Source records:
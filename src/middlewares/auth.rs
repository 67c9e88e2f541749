use crate::error::AppError;
use crate::utils::JwtService;
use actix_web::http::Method;
use actix_web::{
    Error, HttpMessage,
    dev::{Service, ServiceRequest, ServiceResponse, Transform, forward_ready},
};
use futures_util::future::LocalBoxFuture;
use std::future::{Ready, ready};

#[derive(Debug, Clone, Copy, PartialEq, Eq)]
enum Access {
    Public,
    /// token 可选：有效则注入用户ID，否则匿名继续
    Optional,
    Protected,
}

// 路径访问策略
//
// API 路径上 token 可选: 路由与参数校验先于鉴权执行 (405 / 400),
// 是否需要登录由各 service 决定.
struct PublicPaths {
    exact_paths: Vec<&'static str>,
    prefix_paths: Vec<&'static str>,
    optional_prefixes: Vec<&'static str>,
}

impl PublicPaths {
    fn new() -> Self {
        Self {
            exact_paths: vec!["/swagger-ui", "/swagger-ui/", "/api-docs/openapi.json"],
            prefix_paths: vec!["/swagger-ui/", "/api-docs/"],
            optional_prefixes: vec!["/api/v1/"],
        }
    }

    fn access_for(&self, method: &Method, path: &str) -> Access {
        // 放行所有 CORS 预检请求
        if method == Method::OPTIONS {
            return Access::Public;
        }

        if self.exact_paths.contains(&path)
            || self
                .prefix_paths
                .iter()
                .any(|&prefix| path.starts_with(prefix))
        {
            return Access::Public;
        }

        if self
            .optional_prefixes
            .iter()
            .any(|&prefix| path.starts_with(prefix))
        {
            return Access::Optional;
        }

        Access::Protected
    }
}

fn bearer_token(req: &ServiceRequest) -> Option<&str> {
    req.headers()
        .get("Authorization")
        .and_then(|value| value.to_str().ok())
        .and_then(|value| value.strip_prefix("Bearer "))
}

pub struct AuthMiddleware {
    jwt_service: JwtService,
}

impl AuthMiddleware {
    pub fn new(jwt_service: JwtService) -> Self {
        Self { jwt_service }
    }
}

impl<S, B> Transform<S, ServiceRequest> for AuthMiddleware
where
    S: Service<ServiceRequest, Response = ServiceResponse<B>, Error = Error>,
    S::Future: 'static,
    B: 'static,
{
    type Response = ServiceResponse<B>;
    type Error = Error;
    type InitError = ();
    type Transform = AuthMiddlewareService<S>;
    type Future = Ready<Result<Self::Transform, Self::InitError>>;

    fn new_transform(&self, service: S) -> Self::Future {
        ready(Ok(AuthMiddlewareService {
            service,
            jwt_service: self.jwt_service.clone(),
            public_paths: PublicPaths::new(),
        }))
    }
}

pub struct AuthMiddlewareService<S> {
    service: S,
    jwt_service: JwtService,
    public_paths: PublicPaths,
}

impl<S, B> Service<ServiceRequest> for AuthMiddlewareService<S>
where
    S: Service<ServiceRequest, Response = ServiceResponse<B>, Error = Error>,
    S::Future: 'static,
    B: 'static,
{
    type Response = ServiceResponse<B>;
    type Error = Error;
    type Future = LocalBoxFuture<'static, Result<Self::Response, Self::Error>>;

    forward_ready!(service);

    fn call(&self, req: ServiceRequest) -> Self::Future {
        let access = self.public_paths.access_for(req.method(), req.path());
        if access == Access::Public {
            return Box::pin(self.service.call(req));
        }

        let verified = bearer_token(&req).map(|token| {
            self.jwt_service
                .verify_access_token(token)
                .and_then(|claims| claims.user_id())
        });

        match (verified, access) {
            (Some(Ok(user_id)), _) => {
                // 将用户ID添加到请求扩展中
                req.extensions_mut().insert(user_id);
                Box::pin(self.service.call(req))
            }
            (Some(Err(e)), Access::Optional) => {
                log::debug!("Ignoring invalid token on {}: {e}", req.path());
                Box::pin(self.service.call(req))
            }
            (None, Access::Optional) => Box::pin(self.service.call(req)),
            (Some(Err(_)), _) => {
                let error = AppError::AuthError("Invalid access token".to_string());
                Box::pin(async move { Err(error.into()) })
            }
            (None, _) => {
                let error = AppError::AuthError("Missing access token".to_string());
                Box::pin(async move { Err(error.into()) })
            }
        }
    }
}
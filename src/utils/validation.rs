//! 抽奖字段校验
//!
//! Rules shared by create and update. `now` is passed in so callers (and
//! tests) control the clock.

use crate::entities::DrawType;
use crate::error::{AppError, AppResult};
use chrono::{DateTime, Utc};

pub const PRIZE_NAME_MIN_CHARS: usize = 5;
pub const PRIZE_NAME_MAX_CHARS: usize = 200;
/// `draws.win_probability` 列为 varchar(100)
pub const WIN_PROBABILITY_MAX_CHARS: usize = 100;

pub fn validate_prize_name(prize_name: &str) -> AppResult<()> {
    let len = prize_name.chars().count();
    if !(PRIZE_NAME_MIN_CHARS..=PRIZE_NAME_MAX_CHARS).contains(&len) {
        return Err(AppError::ValidationError(format!(
            "prize_name must be between {PRIZE_NAME_MIN_CHARS} and {PRIZE_NAME_MAX_CHARS} characters"
        )));
    }
    Ok(())
}

pub fn validate_win_probability(win_probability: &str) -> AppResult<()> {
    if win_probability.chars().count() > WIN_PROBABILITY_MAX_CHARS {
        return Err(AppError::ValidationError(format!(
            "win_probability must be at most {WIN_PROBABILITY_MAX_CHARS} characters"
        )));
    }
    Ok(())
}

pub fn validate_future_date(draw_date: &DateTime<Utc>, now: DateTime<Utc>) -> AppResult<()> {
    if *draw_date <= now {
        return Err(AppError::ValidationError(
            "draw_date must be in the future".to_string(),
        ));
    }
    Ok(())
}

pub fn validate_trigger_threshold(trigger_threshold: i32) -> AppResult<()> {
    if trigger_threshold <= 0 {
        return Err(AppError::ValidationError(
            "trigger_threshold must be > 0".to_string(),
        ));
    }
    Ok(())
}

/// Checks that the type-specific fields a draw needs are present.
pub fn validate_schedule(
    draw_type: DrawType,
    draw_date: Option<&DateTime<Utc>>,
    trigger_threshold: Option<i32>,
) -> AppResult<()> {
    match draw_type {
        DrawType::FixedDate => {
            if draw_date.is_none() {
                return Err(AppError::ValidationError(
                    "draw_date is required for fixed_date draws".to_string(),
                ));
            }
        }
        DrawType::Conditional => match trigger_threshold {
            Some(t) if t > 0 => {}
            _ => {
                return Err(AppError::ValidationError(
                    "trigger_threshold is required and must be > 0 for conditional draws"
                        .to_string(),
                ));
            }
        },
    }
    Ok(())
}

/// 空字符串按 NULL 存储
pub fn normalize_optional(value: Option<String>) -> Option<String> {
    value.filter(|v| !v.is_empty())
}
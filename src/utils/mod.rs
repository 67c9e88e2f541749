pub mod jwt;
pub mod pagination;
pub mod validation;

pub use jwt::*;
pub use pagination::*;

YOUR INSTRUCTIONS -> Which lines above hold the string "const"? Copy every one of them.

TASK RESPONSE ->
pub const PRIZE_NAME_MIN_CHARS: usize = 5;
pub const PRIZE_NAME_MAX_CHARS: usize = 200;
pub const WIN_PROBABILITY_MAX_CHARS: usize = 100;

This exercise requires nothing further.